Conversely, if $M$ is a subgroup of $G$ that contains $Z(G)$ and is of index $p$, then it must be abelian (since $M/Z(G)$ is of order $p$). Thus, every abelian subgroup of $G$ of index $p$ corresponds to a subgroup of $G/Z(G)$, and you are done.

For part (b), show that (a) implies that if $G$ has more than one abelian subgroup of index $p$, then $G$ is of class exactly $2$: by the argument in (a), you know that $Z(G)$ has index $p^2$ in $G$, but that means that $G/Z(G)$ is abelian, which means that $[G,G]\subseteq Z(G)$.

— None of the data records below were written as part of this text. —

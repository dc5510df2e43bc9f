//! Binary Merkle tree over an ordered sequence of fixed-size chunks, with SPV
//! inclusion proofs.
//!
//! The tree lives in an arena allocated once by
//! [`MerkleTree::initialize`]. Levels are stored contiguously, leaves first
//! and root last, and every node refers to its parent by arena index:
//!
//! ```text
//! leaf_count = 5, leaf capacity 8, node_count = 17
//!
//! level 3:                          [14]
//! level 2:              [12]                    [13]
//! level 1:        [8]         [9]         [10]       [11]
//! level 0:     [0]  [1]    [2]  [3]    [4]  [5]    [6] [7]
//!               A    B      C    D      E   pad
//! ```
//!
//! A level with an odd number of occupied slots is padded according to the
//! tree's [`ExtensionPolicy`]: either a copy of the unmatched node or a random
//! pad recorded in an export ledger for the verifier.
//!
//! Construction runs on the calling thread, or on a
//! [`spv_task_pool::TaskPool`] with one synchronized batch per level.

#![warn(missing_docs)]

mod construct;
mod error;
mod hash;
mod layout;
mod node;
mod options;
mod pad;
mod proof;
mod tree;


pub use construct::ConstructionResult;
pub use error::{HashError, MerkleTreeError};
pub use hash::{Blake3Hasher, Digest, MerkleHasher, Sha256Hasher, EMPTY_DIGEST, HASH_LENGTH};
pub use layout::{leaf_capacity, node_count_for, LevelRange};
pub use node::{Node, PathEntry, Side};
pub use options::{ExtensionPolicy, TreeOptions};
pub use pad::RandomPadGenerator;
pub use proof::InclusionProof;
pub use spv_task_pool::{TaskPool, TaskPoolError};
pub use tree::MerkleTree;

So if $G$ is of class $3$ and order $16$, then it has at most one abelian subgroup of order $8$. The center must be of order $2$: if the center were of order $4$, then $G/Z(G)$ would be of order $4$, hence abelian, so again we have that $G$ would be of class $2$. Thus, $G/Z(G)$ is of order $8$, and cannot be abelian. Therefore, $G/Z(G)$ is one of the two nonabelian groups of order $8$. If $G/Z(G)$ were quaternion, then it would have four cyclic subgroups of order $4$: each of them pull back to a subgroup $H$ of $G$ of order $8$, containing the center; and it is not hard to show that they are all abelian, contradicting the fact that $G$ has at most one abelian subgroup of order $8$. So $G/Z(G)$ must be dihedral. Verify that you get a cyclic subgroup of order $8$ in $G$ in this case.

Added. So, let us suppose that $G$ is of class $3$ and order $16$, and has a unique abelian subgroup of index $2$. We know $Z(G)$ is of order $2$, and that $G/Z(G)$ is dihedral of order $8$. Let $z\in G$ generate $Z(G)$, and let $x\in G$ map to a generator of the cyclic group of order $4$ in $G/Z(G)$. We know that $x$ has order either $4$ or $8$ in $G$. We aim to show that it has order $8$.

If $x$ has order $8$, we are done. Otherwise, $|x|=4$. Let $y\in G$ be such that $y$ maps to the generators of $G/Z(G)$ of order $2$, so that $yx = x^3y$ or $yx=x^3yz$. In the former case, we have $yx^2 = x^6y = x^2y$, so $x^2$ commutes with $x$, $y$, and $z$; in the latter case we would have $yx^2 = x^3yxz = x^6yz^2 = x^2y$, so again $x^2$ commutes with $x$, $y$, and $z$. Since $x$, $y$, and $z$ generate $G$, it follows that $x^2\in Z(G)$. But then the image of $x$ in $G/Z(G)$ would have order $2$, which is a contradiction. Therefore, $x$ cannot have order $4$, and so must have order $8$, as desired.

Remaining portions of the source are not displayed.